WHAT IS NEEDED
Pick every line with "DashboardApp" from the material below.
Segment Start: SUPPLIED INFORMATION
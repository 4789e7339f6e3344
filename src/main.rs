mod app;
mod chart;
mod color;
mod config;
mod data;
mod server;
mod state;
mod ui;
mod view;

use std::net::IpAddr;
use std::path::PathBuf;

use anyhow::{Context, Result};
use clap::{Parser, Subcommand};
use eframe::egui;

use app::DashboardApp;
use config::{DashboardConfig, Variant};
use data::loader::{load_csv, DEFAULT_DATA_FILE};
use data::model::TypeColumn;
use state::AppState;
use view::Dashboard;

#[derive(Parser)]
#[command(name = "placename-dashboard")]
#[command(about = "Placename occurrence counts by year and type")]
#[command(version)]
struct Cli {
    /// CSV of counts by placename and year
    #[arg(short, long, env = "DASHBOARD_DATA", default_value = DEFAULT_DATA_FILE)]
    data: PathBuf,

    /// Dashboard flavour
    #[arg(long, env = "DASHBOARD_VARIANT", value_enum, default_value_t = Variant::Full)]
    variant: Variant,

    /// Column used as the placename type
    #[arg(long, env = "DASHBOARD_TYPE_COLUMN", value_enum, default_value_t = TypeColumn::Type)]
    type_column: TypeColumn,

    #[command(subcommand)]
    command: Option<Commands>,
}

#[derive(Subcommand)]
enum Commands {
    /// Open the dashboard in a native window (default)
    Desktop,
    /// Serve the dashboard as a JSON API
    Serve {
        /// Address to bind
        #[arg(long, env = "DASHBOARD_HOST", default_value = "127.0.0.1")]
        host: IpAddr,

        /// Port to bind; defaults to the variant's port
        #[arg(short, long, env = "DASHBOARD_PORT")]
        port: Option<u16>,
    },
}

fn main() -> Result<()> {
    env_logger::init();

    let cli = Cli::parse();
    let config = DashboardConfig {
        data_path: cli.data,
        variant: cli.variant,
        type_column: cli.type_column,
    };

    let dashboard = match load(&config) {
        Ok(dashboard) => dashboard,
        Err(e) => {
            log::error!("Failed to load dataset: {e:#}");
            return Err(e);
        }
    };

    match cli.command.unwrap_or(Commands::Desktop) {
        Commands::Desktop => run_desktop(dashboard),
        Commands::Serve { host, port } => {
            let port = port.unwrap_or_else(|| config.variant.default_port());
            tokio::runtime::Builder::new_multi_thread()
                .enable_all()
                .build()
                .context("starting tokio runtime")?
                .block_on(server::serve(dashboard, host, port))
        }
    }
}

fn load(config: &DashboardConfig) -> Result<std::sync::Arc<Dashboard>> {
    let dataset = load_csv(&config.data_path, config.type_column)
        .with_context(|| format!("loading {}", config.data_path.display()))?;
    if dataset.is_empty() {
        log::warn!("{} contains no rows", config.data_path.display());
    }
    log::info!(
        "Loaded {} rows from {} ({:?} variant, type column '{}')",
        dataset.len(),
        config.data_path.display(),
        config.variant,
        config.type_column.header()
    );
    Ok(Dashboard::new(dataset, config.variant))
}

fn run_desktop(dashboard: std::sync::Arc<Dashboard>) -> Result<()> {
    let title = dashboard.variant.title();
    let options = eframe::NativeOptions {
        viewport: egui::ViewportBuilder::default()
            .with_inner_size([1200.0, 800.0])
            .with_min_inner_size([600.0, 400.0]),
        ..Default::default()
    };

    eframe::run_native(
        title,
        options,
        Box::new(|_cc| Ok(Box::new(DashboardApp::new(AppState::new(dashboard))))),
    )
    .map_err(|e| anyhow::anyhow!("window error: {e}"))
}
Segment End: SUPPLIED INFORMATION
RESULT
use app::DashboardApp;
        Box::new(|_cc| Ok(Box::new(DashboardApp::new(AppState::new(dashboard))))),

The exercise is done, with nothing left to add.